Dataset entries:
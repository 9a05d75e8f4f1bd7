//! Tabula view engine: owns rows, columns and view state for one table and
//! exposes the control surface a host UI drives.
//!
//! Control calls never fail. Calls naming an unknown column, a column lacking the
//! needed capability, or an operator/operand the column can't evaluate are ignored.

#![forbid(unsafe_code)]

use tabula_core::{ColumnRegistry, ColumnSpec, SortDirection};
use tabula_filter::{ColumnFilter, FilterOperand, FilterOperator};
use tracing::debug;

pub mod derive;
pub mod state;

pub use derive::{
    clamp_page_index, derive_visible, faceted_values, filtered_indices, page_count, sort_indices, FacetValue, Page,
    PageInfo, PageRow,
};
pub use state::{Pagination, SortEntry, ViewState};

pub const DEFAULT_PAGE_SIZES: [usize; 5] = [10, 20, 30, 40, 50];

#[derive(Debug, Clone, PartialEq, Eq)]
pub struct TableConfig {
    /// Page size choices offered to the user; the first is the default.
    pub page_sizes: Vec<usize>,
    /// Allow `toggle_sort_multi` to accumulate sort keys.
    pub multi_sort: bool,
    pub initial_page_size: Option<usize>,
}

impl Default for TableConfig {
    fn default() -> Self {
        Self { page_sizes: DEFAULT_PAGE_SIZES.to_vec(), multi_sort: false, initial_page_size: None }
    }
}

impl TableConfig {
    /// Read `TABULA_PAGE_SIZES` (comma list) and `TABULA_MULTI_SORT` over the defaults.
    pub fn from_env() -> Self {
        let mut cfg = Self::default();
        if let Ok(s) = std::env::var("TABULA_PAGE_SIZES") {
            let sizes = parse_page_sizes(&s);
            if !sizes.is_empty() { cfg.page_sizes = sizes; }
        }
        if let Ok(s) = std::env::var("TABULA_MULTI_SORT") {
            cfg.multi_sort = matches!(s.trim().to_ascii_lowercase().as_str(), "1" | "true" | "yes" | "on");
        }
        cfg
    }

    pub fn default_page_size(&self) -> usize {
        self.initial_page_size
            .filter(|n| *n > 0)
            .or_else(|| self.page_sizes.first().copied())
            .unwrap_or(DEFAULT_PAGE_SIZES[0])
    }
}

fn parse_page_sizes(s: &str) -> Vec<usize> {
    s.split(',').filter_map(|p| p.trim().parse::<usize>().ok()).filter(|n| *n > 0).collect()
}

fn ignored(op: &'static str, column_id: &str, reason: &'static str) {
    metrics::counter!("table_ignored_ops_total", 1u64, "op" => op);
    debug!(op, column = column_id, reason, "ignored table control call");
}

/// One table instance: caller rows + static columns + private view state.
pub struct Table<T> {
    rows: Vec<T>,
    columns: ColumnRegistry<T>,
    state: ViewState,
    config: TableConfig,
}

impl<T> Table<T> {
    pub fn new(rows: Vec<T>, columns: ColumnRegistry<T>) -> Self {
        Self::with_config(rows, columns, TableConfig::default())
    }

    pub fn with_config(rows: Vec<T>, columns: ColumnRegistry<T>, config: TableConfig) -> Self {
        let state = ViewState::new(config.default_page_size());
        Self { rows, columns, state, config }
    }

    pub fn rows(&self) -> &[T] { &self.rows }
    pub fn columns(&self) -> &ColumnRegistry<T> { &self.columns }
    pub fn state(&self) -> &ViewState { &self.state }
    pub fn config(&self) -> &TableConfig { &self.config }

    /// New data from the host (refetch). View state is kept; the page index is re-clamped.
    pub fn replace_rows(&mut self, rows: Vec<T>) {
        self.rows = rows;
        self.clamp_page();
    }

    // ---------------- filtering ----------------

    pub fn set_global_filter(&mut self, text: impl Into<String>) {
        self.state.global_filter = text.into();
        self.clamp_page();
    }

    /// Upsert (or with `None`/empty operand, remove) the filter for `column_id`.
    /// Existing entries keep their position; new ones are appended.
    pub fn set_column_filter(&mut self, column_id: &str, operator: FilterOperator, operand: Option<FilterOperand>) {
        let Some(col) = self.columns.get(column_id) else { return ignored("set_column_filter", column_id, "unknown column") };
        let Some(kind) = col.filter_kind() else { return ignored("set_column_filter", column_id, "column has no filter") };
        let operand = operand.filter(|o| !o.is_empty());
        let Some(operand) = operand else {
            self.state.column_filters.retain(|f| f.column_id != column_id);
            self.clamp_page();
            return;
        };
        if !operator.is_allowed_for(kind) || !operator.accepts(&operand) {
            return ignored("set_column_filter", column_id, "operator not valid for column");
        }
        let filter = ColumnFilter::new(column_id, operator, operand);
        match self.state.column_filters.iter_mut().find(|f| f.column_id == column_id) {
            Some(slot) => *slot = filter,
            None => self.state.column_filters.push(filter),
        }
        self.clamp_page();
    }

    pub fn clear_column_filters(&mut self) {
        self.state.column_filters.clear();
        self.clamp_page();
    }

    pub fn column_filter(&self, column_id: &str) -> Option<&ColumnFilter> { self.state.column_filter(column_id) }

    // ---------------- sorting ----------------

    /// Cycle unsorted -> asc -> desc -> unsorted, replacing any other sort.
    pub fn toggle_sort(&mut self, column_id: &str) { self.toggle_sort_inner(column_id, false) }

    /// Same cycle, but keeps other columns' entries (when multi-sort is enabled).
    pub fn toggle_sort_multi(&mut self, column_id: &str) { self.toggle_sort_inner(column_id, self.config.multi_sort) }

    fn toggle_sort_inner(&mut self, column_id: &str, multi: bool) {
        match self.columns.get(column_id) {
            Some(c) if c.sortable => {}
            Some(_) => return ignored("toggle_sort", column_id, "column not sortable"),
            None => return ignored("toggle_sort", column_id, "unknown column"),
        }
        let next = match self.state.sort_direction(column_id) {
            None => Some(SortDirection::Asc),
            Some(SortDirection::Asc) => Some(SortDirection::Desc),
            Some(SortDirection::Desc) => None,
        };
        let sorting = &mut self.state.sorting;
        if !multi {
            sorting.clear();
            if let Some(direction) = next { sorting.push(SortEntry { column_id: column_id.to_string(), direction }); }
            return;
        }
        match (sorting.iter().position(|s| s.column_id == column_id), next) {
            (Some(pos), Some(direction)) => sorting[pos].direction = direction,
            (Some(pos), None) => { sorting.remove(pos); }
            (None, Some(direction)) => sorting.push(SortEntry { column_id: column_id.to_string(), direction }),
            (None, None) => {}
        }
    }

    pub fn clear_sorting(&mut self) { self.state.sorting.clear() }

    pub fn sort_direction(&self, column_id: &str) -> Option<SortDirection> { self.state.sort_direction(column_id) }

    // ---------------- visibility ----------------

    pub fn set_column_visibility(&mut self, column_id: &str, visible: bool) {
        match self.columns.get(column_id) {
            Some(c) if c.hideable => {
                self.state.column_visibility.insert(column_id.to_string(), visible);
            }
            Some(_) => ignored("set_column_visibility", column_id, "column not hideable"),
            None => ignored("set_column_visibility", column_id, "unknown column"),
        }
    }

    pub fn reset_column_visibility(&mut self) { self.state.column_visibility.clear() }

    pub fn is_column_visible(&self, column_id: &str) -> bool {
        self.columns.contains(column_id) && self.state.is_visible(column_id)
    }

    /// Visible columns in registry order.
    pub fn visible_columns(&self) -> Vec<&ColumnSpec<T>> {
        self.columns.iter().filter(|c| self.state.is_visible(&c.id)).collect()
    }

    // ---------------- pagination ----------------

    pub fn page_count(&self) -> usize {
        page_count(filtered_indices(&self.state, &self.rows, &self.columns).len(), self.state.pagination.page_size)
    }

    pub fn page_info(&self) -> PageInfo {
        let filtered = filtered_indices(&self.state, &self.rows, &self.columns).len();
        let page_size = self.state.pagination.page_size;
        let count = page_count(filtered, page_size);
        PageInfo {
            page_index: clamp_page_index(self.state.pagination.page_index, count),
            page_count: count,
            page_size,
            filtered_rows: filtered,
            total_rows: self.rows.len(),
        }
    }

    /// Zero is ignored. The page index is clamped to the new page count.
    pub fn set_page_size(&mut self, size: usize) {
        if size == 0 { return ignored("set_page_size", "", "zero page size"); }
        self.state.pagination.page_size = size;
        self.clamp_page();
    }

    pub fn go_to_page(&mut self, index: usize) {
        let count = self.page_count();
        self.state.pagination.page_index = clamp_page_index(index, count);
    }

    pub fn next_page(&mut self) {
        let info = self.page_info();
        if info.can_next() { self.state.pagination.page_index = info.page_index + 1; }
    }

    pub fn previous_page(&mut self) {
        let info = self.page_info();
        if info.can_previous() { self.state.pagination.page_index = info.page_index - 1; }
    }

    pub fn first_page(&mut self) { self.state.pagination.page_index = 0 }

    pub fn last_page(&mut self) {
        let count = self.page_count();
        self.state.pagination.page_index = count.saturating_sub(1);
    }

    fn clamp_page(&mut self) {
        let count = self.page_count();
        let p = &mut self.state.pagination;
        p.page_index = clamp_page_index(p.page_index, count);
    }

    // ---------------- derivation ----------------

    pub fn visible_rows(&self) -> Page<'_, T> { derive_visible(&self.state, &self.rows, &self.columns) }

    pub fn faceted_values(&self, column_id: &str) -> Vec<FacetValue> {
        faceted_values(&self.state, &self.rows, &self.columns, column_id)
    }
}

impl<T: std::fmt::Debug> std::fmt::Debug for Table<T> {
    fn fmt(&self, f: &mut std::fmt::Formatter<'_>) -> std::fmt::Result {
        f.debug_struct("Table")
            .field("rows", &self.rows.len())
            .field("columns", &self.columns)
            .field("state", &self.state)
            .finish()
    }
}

==

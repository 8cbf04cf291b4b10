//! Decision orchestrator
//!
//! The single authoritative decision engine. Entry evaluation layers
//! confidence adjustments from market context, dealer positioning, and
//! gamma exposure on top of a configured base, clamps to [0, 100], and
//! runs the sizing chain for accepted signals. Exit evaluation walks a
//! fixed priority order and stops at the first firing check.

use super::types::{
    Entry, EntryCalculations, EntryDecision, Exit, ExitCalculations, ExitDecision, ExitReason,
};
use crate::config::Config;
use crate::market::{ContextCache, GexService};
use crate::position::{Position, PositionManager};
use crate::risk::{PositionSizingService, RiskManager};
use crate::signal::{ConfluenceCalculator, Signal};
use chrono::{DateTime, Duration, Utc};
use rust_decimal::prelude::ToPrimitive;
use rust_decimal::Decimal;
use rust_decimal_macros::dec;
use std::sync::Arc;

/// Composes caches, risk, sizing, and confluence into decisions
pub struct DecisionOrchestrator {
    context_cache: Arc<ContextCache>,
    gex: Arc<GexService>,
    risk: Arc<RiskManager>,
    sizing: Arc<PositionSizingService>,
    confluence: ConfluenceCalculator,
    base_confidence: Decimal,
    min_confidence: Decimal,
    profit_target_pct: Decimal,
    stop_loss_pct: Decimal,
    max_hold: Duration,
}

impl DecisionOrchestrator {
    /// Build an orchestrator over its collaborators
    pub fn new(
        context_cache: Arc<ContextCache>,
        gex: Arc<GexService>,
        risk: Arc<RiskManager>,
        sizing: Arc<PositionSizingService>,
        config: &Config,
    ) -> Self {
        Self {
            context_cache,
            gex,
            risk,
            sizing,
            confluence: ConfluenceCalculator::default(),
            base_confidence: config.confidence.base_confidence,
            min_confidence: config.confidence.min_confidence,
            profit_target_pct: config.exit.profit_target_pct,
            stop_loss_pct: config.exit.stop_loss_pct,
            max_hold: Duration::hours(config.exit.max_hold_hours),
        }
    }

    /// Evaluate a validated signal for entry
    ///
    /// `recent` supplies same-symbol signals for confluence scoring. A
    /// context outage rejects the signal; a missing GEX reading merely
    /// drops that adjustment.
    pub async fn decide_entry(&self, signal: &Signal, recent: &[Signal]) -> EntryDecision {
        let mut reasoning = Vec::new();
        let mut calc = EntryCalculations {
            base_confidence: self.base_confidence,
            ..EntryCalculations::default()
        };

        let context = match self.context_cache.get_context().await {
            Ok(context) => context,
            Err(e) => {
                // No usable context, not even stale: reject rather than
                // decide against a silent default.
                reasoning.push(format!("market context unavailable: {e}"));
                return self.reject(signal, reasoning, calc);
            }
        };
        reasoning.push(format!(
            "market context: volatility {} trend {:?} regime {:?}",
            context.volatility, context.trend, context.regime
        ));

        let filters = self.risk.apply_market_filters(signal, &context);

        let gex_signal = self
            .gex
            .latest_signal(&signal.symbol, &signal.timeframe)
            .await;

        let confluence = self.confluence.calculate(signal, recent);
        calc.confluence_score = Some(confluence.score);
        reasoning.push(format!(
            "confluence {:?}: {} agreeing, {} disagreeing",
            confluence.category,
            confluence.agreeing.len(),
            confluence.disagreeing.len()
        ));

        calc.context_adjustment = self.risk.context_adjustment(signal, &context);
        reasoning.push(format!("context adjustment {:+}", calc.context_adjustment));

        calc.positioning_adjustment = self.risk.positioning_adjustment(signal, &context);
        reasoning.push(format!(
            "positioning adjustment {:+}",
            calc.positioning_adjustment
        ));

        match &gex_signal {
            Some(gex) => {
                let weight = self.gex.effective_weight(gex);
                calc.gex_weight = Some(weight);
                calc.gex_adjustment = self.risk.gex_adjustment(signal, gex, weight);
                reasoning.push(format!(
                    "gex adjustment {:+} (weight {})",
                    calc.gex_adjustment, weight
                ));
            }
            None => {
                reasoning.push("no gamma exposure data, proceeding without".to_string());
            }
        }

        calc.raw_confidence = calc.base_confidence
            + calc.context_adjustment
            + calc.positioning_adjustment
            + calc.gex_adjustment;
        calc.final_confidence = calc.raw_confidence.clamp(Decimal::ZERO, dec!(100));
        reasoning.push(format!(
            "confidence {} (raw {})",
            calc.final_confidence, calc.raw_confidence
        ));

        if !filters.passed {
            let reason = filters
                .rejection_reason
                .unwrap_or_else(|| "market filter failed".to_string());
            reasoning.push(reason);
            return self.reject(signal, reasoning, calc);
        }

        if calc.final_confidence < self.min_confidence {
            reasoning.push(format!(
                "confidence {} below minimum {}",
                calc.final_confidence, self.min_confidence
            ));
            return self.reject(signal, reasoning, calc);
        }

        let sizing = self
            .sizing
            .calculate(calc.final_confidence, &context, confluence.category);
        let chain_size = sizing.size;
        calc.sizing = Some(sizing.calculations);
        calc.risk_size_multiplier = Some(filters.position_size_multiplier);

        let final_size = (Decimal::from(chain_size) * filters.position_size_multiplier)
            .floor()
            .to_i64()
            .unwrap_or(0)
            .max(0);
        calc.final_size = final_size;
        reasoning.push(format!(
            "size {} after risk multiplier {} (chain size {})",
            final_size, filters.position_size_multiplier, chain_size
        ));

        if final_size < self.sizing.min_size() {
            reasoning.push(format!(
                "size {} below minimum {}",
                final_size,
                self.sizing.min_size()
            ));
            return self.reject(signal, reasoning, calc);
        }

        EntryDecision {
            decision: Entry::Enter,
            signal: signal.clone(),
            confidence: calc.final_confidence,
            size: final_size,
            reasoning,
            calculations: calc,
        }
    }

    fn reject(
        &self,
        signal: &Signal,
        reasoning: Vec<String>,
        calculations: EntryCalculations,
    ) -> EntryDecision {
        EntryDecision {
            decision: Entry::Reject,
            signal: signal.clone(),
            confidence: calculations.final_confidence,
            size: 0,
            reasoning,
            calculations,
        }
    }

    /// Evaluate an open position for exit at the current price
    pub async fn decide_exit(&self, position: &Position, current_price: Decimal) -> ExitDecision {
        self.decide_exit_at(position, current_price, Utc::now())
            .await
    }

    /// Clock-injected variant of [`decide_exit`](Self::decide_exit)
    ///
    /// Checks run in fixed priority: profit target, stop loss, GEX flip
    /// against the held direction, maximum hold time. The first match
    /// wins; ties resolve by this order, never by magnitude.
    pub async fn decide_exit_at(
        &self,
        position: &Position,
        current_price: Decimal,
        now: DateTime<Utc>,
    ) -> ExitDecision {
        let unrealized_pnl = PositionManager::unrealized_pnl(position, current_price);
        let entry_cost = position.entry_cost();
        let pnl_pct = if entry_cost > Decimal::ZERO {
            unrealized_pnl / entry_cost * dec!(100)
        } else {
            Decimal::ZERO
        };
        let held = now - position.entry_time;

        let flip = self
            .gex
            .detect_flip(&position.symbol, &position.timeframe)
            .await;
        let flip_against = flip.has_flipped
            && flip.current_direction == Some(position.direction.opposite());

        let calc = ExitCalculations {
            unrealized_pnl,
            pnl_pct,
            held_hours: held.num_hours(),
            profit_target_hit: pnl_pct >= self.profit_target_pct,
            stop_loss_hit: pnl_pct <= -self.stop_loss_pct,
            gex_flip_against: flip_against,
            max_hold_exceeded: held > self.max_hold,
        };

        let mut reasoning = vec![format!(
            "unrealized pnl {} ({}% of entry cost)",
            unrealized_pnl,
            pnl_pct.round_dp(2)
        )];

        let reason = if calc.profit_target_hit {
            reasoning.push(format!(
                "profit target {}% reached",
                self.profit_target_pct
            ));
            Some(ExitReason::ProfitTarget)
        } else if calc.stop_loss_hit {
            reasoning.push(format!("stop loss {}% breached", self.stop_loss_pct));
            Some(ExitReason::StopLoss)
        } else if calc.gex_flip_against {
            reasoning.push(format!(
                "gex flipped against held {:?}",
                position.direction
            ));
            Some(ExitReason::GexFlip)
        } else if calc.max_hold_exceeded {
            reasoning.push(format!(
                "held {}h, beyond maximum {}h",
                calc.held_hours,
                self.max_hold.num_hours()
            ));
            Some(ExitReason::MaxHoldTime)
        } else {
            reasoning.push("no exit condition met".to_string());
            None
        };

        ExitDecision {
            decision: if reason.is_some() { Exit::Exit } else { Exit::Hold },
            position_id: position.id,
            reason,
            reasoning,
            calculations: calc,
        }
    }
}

==

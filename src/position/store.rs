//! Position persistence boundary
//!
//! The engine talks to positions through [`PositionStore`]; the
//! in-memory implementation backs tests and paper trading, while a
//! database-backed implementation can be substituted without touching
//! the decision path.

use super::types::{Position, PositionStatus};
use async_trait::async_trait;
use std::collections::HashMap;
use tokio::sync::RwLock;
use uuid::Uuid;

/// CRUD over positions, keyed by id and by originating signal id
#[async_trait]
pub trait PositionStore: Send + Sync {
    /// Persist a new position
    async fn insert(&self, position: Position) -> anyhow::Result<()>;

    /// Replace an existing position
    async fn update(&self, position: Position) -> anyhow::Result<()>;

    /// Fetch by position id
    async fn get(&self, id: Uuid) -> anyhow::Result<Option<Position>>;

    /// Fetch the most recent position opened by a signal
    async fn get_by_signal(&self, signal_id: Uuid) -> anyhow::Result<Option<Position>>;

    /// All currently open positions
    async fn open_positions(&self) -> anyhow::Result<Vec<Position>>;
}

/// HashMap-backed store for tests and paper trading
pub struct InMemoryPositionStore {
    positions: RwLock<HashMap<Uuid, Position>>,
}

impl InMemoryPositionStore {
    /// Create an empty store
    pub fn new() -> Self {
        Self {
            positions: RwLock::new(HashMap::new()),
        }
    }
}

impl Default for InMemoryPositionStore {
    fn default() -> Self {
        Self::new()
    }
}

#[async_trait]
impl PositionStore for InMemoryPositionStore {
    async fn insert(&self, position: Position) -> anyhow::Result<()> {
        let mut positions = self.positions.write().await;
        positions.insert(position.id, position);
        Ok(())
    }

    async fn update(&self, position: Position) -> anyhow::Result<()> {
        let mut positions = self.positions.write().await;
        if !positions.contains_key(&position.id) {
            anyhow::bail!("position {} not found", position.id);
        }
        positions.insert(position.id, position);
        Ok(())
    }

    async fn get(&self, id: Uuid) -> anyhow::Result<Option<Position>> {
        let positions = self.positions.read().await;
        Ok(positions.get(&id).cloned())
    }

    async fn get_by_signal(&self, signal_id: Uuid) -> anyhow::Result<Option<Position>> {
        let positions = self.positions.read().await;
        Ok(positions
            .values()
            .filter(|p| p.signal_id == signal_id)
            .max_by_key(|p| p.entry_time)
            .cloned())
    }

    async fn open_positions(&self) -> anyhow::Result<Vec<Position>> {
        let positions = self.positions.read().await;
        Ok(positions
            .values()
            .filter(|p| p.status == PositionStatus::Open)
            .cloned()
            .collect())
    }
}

→ Exercise brief: Every line above that holds the string "false" counts once. State how many such lines there are, as a number alone.

→ Worked solution: 2